§ **Dataset records**:
○ ○ ○ ○ ○ ○ ○

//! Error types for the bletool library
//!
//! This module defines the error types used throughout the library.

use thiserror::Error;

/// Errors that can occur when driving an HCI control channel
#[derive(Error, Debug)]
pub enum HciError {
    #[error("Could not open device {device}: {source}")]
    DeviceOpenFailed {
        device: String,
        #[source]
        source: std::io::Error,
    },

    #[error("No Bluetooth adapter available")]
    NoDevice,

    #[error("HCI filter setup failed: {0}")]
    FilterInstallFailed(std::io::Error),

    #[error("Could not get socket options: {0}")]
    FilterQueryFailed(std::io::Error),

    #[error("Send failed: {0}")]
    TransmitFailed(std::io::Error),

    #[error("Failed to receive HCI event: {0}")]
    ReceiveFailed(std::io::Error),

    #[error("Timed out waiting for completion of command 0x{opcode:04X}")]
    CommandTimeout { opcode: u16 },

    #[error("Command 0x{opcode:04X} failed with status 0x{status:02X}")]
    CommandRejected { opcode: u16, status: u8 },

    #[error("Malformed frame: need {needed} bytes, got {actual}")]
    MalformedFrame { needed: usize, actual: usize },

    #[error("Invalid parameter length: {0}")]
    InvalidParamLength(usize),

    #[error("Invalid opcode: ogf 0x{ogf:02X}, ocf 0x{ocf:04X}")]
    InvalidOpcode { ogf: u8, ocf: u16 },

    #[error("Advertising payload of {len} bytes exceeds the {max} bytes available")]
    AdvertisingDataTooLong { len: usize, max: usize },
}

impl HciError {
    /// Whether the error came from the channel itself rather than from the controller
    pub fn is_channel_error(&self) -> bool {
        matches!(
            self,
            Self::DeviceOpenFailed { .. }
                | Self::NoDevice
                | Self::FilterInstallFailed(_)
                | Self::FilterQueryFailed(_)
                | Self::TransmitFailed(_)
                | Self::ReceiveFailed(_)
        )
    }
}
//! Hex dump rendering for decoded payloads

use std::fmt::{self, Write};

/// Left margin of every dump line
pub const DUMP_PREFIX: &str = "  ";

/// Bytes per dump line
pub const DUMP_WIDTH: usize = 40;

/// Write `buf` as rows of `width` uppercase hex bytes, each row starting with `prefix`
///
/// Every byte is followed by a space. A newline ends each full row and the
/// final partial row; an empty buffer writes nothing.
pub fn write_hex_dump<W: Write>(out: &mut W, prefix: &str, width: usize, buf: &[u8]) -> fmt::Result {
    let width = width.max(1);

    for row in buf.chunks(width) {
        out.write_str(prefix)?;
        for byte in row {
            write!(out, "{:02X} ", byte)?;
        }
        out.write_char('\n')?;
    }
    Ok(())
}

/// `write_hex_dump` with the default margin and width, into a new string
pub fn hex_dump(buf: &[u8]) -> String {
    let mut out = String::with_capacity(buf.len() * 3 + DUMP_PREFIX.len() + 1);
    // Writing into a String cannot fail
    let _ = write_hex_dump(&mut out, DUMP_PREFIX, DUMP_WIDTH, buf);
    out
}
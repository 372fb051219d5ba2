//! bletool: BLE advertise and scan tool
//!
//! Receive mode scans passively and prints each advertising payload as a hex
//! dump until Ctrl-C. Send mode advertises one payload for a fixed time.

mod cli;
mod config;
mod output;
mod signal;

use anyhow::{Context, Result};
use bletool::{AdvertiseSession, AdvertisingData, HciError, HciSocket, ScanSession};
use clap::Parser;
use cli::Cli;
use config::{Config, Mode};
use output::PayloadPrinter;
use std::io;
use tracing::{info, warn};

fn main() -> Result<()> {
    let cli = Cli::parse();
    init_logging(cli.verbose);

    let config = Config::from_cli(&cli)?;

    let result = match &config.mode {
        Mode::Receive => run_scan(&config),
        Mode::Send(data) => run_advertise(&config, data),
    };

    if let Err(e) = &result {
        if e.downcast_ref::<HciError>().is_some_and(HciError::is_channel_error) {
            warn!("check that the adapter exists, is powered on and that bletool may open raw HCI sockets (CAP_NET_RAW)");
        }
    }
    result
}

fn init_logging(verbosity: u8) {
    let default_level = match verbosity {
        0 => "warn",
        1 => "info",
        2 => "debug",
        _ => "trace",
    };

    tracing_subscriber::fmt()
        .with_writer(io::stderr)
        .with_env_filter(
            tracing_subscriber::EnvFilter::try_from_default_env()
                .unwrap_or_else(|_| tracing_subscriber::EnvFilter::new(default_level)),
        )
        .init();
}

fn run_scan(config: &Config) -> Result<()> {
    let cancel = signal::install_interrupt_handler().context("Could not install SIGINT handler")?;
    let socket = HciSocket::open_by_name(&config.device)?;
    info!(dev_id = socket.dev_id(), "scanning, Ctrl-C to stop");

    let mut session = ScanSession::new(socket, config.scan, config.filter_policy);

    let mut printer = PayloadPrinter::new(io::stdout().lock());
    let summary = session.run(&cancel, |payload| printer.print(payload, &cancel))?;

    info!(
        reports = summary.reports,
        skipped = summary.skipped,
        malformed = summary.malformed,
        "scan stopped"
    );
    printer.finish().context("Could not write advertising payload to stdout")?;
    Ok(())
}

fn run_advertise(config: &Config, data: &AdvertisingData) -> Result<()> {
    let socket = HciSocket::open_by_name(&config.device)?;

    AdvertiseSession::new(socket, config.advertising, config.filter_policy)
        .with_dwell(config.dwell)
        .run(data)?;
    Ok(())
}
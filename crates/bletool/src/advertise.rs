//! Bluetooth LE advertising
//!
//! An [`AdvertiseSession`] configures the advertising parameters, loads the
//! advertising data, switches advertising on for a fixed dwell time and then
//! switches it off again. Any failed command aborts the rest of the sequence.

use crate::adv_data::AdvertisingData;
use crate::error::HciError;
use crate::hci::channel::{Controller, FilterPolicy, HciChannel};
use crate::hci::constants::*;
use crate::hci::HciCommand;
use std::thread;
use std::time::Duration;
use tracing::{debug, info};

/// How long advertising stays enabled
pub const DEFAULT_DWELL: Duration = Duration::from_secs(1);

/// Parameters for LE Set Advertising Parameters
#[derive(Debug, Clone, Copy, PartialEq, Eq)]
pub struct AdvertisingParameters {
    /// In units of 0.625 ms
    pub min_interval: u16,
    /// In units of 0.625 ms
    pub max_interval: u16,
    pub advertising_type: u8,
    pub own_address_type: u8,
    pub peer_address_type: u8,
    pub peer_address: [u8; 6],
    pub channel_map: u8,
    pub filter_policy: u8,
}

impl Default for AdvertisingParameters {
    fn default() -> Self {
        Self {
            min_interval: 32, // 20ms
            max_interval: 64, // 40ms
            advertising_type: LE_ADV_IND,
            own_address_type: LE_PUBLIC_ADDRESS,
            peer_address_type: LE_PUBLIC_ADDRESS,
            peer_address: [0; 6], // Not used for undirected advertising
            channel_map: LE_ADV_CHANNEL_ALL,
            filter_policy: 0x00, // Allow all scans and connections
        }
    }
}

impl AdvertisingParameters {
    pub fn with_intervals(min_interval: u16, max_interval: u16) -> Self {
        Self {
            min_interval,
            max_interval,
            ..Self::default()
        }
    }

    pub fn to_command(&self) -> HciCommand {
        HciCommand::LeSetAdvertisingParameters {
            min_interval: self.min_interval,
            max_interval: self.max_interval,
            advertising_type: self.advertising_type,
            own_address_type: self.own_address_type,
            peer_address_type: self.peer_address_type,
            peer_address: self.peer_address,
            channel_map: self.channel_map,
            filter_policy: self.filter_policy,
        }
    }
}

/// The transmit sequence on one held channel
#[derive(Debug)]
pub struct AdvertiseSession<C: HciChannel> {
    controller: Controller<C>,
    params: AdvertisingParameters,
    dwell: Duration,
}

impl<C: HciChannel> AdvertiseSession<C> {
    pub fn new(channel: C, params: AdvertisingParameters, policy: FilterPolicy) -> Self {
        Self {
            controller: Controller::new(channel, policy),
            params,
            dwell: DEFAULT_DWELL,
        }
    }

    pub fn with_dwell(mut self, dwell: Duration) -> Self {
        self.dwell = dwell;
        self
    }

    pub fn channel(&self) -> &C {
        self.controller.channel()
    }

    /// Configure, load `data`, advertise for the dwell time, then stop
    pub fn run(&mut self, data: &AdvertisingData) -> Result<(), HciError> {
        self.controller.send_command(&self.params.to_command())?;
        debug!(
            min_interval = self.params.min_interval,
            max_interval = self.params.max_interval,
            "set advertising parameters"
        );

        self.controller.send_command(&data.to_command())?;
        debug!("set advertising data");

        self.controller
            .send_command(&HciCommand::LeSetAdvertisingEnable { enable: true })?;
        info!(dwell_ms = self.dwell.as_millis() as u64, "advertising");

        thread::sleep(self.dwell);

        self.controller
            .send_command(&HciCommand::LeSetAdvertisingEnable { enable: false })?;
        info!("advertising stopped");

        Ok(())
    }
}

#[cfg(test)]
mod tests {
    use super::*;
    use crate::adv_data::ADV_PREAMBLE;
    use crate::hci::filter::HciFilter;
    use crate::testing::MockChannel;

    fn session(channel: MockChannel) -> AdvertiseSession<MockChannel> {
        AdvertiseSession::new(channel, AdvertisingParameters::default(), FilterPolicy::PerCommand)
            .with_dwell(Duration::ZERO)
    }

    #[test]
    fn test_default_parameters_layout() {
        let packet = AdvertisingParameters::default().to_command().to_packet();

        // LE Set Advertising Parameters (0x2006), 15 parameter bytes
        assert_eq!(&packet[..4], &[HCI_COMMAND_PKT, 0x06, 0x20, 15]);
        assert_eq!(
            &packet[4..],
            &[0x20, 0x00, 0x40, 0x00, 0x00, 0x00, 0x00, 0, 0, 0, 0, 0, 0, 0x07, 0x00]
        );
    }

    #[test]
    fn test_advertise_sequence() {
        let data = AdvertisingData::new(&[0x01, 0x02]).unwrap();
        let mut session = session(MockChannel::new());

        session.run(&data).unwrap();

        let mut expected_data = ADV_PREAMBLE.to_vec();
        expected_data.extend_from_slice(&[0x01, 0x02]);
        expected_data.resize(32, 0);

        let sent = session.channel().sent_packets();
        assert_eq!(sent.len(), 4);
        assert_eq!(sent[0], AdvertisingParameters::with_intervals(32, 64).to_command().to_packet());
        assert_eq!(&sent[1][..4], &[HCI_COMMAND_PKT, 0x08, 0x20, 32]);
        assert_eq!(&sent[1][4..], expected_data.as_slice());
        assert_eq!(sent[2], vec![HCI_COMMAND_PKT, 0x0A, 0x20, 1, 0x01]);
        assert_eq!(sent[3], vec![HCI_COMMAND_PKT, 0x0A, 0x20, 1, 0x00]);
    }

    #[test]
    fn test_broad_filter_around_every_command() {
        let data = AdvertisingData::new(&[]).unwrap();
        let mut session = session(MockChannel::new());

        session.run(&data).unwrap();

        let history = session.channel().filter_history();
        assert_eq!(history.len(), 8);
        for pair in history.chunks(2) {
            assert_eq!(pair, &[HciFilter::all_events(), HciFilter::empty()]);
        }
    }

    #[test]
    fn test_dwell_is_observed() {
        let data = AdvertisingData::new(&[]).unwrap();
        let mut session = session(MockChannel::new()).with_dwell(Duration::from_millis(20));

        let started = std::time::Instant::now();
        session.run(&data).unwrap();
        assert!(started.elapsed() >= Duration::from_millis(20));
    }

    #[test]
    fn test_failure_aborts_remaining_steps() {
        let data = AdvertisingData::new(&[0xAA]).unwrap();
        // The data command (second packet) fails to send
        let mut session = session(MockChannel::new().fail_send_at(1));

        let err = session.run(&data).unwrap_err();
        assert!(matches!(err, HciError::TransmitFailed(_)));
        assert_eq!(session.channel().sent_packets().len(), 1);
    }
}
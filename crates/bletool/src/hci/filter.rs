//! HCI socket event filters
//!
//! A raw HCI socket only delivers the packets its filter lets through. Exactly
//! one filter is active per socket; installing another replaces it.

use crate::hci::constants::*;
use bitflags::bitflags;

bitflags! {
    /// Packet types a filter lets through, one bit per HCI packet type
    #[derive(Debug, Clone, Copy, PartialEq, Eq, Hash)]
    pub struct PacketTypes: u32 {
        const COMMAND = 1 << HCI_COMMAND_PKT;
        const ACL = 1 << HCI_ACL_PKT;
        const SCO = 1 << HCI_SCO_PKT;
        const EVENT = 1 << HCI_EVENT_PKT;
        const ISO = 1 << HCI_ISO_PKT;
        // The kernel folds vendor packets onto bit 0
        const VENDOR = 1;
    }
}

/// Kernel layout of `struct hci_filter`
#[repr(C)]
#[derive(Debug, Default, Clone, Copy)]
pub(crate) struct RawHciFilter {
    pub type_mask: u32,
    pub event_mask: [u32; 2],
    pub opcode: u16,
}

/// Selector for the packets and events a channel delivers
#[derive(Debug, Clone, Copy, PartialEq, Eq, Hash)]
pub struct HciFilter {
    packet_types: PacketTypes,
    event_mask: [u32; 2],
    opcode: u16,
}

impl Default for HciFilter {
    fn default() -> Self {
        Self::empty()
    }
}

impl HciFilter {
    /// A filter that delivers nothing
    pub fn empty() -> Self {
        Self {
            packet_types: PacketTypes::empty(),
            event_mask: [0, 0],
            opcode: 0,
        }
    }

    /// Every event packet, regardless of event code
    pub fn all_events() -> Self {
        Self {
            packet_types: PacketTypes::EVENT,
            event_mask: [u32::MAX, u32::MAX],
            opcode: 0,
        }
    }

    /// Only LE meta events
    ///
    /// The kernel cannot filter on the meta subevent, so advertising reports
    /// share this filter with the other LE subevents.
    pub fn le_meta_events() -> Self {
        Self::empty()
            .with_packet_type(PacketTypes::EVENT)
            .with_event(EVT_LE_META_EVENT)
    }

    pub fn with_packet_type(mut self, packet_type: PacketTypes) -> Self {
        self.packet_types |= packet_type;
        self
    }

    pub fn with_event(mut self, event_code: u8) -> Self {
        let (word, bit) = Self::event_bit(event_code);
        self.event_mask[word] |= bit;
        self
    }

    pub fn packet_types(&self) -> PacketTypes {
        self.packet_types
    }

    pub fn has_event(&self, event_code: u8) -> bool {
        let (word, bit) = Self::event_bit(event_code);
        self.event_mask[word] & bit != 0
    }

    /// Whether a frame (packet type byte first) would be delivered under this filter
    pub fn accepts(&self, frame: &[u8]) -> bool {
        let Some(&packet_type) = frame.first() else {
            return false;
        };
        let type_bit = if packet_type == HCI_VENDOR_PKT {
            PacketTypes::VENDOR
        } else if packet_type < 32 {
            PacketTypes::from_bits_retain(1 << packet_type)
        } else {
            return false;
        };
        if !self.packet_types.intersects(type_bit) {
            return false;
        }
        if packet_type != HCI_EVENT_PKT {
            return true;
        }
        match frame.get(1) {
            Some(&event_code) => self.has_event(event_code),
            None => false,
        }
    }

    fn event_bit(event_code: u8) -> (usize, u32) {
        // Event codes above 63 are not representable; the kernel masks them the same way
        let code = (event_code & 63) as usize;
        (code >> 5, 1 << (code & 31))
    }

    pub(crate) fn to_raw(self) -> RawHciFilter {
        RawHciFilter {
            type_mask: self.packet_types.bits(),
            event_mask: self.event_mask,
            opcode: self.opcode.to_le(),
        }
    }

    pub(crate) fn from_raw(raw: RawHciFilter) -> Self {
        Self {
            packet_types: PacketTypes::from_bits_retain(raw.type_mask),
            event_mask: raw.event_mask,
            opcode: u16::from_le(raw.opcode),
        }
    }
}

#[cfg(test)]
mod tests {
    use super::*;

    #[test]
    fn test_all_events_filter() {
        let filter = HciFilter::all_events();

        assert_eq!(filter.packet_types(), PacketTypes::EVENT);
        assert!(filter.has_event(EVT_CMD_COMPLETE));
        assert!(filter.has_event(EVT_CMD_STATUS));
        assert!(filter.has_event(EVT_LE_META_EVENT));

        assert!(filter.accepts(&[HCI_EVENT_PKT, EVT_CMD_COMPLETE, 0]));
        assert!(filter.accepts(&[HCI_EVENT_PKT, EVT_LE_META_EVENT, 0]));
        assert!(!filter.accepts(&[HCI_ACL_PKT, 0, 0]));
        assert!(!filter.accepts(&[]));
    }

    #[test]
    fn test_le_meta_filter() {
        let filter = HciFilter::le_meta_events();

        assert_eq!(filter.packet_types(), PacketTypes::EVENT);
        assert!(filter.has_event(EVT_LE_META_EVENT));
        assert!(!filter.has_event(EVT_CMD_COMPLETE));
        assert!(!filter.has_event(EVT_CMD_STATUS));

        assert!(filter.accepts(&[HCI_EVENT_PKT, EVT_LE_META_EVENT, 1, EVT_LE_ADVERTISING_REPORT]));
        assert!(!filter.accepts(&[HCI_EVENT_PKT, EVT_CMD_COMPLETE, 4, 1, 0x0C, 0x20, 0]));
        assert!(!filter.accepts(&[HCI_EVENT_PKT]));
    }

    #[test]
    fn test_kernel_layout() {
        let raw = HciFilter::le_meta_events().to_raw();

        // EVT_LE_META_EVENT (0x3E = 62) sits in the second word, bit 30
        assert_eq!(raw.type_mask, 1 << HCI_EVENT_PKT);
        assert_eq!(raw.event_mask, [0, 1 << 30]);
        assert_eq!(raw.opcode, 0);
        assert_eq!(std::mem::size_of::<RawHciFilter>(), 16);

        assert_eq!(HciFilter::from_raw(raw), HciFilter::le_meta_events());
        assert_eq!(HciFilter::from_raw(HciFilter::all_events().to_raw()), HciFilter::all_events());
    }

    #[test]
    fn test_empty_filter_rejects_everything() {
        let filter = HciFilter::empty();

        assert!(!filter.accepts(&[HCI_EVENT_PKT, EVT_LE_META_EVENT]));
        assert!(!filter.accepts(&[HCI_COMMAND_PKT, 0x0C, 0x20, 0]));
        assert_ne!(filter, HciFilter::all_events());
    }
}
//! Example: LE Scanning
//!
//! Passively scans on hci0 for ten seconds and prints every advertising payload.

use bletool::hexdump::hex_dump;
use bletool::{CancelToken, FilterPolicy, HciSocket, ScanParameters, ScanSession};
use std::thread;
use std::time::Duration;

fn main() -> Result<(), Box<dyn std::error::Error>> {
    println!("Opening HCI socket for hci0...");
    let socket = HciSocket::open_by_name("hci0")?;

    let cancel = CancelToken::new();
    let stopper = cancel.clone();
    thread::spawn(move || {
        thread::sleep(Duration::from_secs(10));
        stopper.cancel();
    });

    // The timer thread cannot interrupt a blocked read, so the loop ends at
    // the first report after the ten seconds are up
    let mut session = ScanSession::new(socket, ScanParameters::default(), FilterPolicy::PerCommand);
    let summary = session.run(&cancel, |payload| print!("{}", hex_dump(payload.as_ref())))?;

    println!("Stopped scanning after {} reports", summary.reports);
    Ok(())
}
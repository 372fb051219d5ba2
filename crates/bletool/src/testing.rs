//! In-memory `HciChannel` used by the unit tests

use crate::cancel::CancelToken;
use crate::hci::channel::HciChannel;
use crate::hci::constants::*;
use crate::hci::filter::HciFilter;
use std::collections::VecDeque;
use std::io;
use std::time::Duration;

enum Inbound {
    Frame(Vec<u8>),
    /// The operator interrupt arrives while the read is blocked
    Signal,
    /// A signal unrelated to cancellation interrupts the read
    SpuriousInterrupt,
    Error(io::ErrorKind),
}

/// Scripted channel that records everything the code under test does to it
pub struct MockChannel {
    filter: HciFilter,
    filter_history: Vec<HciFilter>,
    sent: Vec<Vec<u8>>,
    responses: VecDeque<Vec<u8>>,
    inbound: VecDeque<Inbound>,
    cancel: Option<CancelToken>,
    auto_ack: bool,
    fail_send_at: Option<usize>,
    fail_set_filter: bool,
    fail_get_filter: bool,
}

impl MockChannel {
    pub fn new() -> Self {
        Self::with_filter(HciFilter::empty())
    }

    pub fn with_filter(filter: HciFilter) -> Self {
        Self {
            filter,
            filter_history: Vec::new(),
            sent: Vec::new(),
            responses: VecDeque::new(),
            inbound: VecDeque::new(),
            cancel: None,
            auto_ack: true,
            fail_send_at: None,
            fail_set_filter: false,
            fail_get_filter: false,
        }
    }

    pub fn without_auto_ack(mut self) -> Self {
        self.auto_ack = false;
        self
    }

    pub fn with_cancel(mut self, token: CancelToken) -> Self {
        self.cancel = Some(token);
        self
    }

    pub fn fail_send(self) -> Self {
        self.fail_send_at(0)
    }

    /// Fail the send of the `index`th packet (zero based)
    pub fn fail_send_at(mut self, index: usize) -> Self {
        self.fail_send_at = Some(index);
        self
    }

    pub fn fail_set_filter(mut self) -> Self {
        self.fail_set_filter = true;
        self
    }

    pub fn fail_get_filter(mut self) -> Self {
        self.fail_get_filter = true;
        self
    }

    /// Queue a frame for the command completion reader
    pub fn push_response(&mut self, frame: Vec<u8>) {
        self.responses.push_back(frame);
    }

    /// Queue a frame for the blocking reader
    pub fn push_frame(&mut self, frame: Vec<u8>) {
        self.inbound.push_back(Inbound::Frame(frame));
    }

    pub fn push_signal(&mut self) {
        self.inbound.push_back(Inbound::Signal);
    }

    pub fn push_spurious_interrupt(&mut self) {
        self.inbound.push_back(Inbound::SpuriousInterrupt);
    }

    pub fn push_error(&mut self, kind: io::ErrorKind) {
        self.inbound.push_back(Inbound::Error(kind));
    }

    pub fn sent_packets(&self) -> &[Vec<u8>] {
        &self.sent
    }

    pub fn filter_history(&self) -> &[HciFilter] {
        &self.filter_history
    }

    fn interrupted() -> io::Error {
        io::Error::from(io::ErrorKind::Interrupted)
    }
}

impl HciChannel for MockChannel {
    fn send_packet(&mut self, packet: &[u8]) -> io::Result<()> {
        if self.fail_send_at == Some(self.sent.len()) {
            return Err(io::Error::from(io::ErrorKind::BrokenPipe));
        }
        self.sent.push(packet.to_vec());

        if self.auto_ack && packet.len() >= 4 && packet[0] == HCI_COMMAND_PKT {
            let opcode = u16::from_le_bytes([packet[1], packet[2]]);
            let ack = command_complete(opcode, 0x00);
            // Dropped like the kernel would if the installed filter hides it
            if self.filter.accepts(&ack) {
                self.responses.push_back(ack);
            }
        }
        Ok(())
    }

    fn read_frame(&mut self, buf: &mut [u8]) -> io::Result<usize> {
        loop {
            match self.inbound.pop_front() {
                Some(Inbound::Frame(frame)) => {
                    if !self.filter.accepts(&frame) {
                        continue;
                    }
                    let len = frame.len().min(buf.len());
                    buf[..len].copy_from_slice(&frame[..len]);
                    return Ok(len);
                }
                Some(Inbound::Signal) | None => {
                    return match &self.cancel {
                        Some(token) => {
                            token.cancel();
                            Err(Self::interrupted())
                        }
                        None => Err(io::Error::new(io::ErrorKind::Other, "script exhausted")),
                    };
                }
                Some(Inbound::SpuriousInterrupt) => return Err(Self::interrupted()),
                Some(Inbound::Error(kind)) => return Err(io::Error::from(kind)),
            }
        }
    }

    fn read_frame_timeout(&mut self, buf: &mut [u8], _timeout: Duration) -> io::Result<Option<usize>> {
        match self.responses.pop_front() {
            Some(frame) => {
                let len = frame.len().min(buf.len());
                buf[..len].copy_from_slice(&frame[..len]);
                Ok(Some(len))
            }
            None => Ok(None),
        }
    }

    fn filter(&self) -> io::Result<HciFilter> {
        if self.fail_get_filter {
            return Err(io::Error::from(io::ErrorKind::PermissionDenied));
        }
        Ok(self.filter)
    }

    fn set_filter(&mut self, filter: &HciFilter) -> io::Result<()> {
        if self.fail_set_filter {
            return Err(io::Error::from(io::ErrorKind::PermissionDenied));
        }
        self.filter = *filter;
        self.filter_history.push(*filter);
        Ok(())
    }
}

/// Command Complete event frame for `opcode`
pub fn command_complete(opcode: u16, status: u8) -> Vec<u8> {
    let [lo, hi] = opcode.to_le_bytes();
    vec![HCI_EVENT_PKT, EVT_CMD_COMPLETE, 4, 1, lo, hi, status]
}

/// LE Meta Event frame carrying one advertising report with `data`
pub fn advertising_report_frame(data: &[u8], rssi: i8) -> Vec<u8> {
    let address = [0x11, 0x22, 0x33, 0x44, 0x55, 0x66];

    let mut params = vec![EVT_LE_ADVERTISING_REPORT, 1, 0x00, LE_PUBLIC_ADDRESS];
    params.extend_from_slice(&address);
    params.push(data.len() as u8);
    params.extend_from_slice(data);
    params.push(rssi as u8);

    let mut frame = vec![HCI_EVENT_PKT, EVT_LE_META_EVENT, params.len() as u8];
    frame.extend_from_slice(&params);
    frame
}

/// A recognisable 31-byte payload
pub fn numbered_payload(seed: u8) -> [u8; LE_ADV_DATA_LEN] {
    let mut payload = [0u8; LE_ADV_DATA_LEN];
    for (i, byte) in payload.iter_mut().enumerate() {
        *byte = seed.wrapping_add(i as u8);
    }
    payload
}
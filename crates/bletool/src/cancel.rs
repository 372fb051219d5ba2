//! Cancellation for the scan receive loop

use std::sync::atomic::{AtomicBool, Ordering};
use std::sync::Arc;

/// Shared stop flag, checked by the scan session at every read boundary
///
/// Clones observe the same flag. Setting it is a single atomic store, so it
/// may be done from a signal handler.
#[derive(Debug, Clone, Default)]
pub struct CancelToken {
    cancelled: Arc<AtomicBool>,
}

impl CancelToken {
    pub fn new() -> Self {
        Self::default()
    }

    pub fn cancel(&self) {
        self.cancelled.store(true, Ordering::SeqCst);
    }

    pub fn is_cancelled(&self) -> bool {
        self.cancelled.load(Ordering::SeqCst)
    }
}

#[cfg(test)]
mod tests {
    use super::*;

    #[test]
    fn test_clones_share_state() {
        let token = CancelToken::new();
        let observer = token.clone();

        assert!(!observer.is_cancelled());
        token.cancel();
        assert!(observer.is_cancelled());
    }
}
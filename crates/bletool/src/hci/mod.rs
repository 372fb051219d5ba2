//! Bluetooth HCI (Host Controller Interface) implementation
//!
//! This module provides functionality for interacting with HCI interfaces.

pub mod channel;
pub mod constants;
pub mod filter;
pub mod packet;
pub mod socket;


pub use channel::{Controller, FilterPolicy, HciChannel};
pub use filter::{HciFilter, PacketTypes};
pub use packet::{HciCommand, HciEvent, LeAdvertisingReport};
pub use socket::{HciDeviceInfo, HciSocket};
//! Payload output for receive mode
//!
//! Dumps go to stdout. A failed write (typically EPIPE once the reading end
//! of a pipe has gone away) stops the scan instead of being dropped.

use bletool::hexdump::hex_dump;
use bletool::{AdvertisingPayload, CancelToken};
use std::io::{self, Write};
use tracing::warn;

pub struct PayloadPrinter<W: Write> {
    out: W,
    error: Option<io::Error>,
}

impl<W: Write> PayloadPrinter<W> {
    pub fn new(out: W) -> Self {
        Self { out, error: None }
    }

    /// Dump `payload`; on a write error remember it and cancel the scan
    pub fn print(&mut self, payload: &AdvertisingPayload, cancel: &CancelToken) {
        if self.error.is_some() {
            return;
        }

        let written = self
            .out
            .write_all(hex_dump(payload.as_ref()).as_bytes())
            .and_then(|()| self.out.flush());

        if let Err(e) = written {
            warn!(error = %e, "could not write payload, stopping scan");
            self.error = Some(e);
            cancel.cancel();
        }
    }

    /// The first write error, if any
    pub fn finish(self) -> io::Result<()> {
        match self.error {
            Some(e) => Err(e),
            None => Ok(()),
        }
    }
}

○ ○ ○ ○ ○ ○ ○

§ **Task details**: Every line of the material above that includes the string "fixed" is required.

§ **Answer for the task**:
//! dump until Ctrl-C. Send mode advertises one payload for a fixed time.
//! advertising data, switches advertising on for a fixed dwell time and then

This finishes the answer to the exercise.